### Directions for this task
The lines below that include "impl" are to be found and copied.

---------- Stored data ----------

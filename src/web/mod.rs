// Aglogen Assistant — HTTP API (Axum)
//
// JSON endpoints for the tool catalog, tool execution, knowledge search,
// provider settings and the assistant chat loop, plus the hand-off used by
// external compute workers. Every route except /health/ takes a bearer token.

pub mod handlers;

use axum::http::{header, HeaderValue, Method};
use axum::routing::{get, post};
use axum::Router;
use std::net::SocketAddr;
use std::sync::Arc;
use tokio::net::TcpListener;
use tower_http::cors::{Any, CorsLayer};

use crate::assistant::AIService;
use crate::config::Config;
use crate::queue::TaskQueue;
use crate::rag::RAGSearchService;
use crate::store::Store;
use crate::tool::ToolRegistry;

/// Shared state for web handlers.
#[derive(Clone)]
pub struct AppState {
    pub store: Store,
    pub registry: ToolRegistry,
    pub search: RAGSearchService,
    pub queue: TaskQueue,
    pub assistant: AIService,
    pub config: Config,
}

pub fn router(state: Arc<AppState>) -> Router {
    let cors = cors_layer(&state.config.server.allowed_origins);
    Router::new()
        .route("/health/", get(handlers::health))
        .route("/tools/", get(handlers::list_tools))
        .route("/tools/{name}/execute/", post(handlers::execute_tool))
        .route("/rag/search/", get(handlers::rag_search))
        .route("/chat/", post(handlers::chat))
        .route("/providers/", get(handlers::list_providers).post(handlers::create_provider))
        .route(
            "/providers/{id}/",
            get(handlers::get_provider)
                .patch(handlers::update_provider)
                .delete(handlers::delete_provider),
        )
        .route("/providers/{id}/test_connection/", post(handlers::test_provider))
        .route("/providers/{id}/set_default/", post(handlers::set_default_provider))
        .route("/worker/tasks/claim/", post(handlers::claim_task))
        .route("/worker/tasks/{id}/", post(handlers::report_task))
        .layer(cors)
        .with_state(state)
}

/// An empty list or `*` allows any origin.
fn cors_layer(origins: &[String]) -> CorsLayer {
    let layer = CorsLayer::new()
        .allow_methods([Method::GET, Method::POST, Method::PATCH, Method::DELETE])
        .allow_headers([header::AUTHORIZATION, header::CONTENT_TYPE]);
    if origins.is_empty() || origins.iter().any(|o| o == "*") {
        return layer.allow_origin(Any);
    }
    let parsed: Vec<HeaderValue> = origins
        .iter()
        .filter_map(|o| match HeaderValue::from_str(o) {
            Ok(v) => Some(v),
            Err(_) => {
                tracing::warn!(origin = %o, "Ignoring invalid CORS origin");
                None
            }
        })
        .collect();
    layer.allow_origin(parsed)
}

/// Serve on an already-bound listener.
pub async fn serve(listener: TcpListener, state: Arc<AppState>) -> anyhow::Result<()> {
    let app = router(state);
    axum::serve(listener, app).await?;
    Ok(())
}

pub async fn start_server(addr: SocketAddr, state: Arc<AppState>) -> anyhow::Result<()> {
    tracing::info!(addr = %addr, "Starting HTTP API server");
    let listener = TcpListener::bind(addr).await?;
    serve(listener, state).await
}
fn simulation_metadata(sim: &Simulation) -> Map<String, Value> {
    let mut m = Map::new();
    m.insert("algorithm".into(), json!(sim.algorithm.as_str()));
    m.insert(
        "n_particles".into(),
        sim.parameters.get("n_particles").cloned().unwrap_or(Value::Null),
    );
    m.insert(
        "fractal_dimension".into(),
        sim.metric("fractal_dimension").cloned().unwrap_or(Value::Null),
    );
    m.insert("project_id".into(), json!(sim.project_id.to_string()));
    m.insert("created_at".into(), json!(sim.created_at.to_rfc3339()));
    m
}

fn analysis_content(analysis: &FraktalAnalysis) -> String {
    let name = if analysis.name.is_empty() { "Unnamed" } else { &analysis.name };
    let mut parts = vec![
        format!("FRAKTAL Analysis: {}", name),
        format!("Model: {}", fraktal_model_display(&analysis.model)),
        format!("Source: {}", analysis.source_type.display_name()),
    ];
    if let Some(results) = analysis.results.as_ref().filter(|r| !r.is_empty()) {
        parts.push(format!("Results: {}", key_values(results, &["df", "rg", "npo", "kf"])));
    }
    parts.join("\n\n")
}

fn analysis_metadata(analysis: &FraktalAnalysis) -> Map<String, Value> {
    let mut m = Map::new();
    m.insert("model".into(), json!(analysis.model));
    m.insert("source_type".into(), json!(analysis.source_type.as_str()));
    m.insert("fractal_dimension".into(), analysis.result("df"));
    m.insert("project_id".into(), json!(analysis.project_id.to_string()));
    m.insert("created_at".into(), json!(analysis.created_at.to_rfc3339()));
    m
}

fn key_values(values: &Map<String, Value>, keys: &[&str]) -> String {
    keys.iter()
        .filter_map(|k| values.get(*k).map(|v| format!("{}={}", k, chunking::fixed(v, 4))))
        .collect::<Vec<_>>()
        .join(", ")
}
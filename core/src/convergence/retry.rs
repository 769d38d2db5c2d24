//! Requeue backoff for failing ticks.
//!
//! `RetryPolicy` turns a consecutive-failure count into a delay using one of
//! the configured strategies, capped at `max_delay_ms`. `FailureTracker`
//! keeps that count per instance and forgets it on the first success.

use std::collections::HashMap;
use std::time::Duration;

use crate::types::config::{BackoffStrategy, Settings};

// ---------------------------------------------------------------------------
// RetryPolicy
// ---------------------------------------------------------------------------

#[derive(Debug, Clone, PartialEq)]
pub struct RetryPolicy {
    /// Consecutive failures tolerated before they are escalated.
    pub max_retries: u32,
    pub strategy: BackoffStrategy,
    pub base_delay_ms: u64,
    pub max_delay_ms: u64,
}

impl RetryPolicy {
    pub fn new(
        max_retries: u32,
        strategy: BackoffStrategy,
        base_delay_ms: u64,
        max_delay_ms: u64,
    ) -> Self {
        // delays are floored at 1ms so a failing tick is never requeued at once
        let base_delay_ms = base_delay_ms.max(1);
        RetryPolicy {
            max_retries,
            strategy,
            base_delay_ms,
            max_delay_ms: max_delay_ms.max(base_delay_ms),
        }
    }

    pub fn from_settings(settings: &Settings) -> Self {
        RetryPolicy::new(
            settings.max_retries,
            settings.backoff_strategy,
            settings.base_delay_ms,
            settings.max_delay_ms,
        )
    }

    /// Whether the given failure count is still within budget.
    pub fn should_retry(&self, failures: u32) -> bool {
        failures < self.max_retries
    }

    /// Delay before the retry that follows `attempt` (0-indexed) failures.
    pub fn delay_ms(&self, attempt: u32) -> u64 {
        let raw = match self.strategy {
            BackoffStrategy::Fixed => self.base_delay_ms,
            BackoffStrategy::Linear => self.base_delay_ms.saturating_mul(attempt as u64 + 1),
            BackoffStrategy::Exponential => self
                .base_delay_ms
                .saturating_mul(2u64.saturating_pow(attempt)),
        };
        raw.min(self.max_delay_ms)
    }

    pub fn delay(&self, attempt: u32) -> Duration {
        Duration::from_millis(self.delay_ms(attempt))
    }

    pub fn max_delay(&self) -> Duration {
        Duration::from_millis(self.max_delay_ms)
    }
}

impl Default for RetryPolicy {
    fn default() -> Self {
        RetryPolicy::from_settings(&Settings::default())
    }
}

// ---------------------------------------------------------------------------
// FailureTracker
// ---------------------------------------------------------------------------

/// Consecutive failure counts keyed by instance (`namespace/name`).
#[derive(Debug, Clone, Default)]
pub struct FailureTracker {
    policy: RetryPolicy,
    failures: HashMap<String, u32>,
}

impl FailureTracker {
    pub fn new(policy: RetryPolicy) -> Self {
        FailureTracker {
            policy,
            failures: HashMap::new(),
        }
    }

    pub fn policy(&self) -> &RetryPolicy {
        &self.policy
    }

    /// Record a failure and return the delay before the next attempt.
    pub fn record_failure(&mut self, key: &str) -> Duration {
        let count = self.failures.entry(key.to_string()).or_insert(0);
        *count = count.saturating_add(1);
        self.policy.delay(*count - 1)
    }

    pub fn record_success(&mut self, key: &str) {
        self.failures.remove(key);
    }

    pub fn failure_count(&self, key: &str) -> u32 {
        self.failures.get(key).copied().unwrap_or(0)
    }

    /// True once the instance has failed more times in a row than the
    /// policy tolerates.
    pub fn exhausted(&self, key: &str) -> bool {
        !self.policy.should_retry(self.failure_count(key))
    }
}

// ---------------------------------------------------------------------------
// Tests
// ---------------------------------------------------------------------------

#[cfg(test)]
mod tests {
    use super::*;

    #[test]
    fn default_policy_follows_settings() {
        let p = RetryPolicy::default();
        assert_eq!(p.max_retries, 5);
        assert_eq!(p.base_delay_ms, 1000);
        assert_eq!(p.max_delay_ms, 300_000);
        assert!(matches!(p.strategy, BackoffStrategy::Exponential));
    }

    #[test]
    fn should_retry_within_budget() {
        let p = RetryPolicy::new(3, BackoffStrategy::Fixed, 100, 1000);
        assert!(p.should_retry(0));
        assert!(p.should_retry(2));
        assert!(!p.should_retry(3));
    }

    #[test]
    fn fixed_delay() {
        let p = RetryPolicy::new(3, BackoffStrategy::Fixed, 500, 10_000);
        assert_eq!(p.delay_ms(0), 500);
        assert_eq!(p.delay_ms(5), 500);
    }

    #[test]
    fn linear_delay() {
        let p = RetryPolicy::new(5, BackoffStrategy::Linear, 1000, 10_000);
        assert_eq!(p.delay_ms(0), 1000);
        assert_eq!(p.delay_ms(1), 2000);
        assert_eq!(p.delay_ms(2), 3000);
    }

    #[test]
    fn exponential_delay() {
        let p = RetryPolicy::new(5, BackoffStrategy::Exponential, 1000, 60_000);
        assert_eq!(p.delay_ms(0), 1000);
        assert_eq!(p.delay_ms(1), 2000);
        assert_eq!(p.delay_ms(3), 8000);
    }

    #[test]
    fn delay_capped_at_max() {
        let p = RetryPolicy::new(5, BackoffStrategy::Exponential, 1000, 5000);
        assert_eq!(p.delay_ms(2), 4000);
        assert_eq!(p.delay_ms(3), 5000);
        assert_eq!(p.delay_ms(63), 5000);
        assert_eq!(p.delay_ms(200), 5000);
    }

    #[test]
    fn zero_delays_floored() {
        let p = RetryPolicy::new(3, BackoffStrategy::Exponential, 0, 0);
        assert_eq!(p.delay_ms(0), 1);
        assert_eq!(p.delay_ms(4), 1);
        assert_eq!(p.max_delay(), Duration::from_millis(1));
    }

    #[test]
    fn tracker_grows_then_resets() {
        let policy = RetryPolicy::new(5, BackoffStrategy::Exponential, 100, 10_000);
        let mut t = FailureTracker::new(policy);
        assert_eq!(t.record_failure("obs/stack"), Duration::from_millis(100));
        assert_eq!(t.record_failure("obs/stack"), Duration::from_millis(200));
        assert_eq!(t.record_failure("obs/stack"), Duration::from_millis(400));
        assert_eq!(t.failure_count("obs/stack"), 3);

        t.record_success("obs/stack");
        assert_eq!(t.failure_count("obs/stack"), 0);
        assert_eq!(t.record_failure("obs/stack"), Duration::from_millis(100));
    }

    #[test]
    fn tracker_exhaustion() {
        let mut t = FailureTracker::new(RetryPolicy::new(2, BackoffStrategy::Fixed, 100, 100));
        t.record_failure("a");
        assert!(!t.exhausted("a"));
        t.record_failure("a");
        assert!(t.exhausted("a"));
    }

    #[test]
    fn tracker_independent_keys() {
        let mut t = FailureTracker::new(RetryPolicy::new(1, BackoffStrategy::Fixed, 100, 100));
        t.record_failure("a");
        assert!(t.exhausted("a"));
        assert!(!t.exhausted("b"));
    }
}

----------

### Exercise output
impl RetryPolicy {
impl Default for RetryPolicy {
impl FailureTracker {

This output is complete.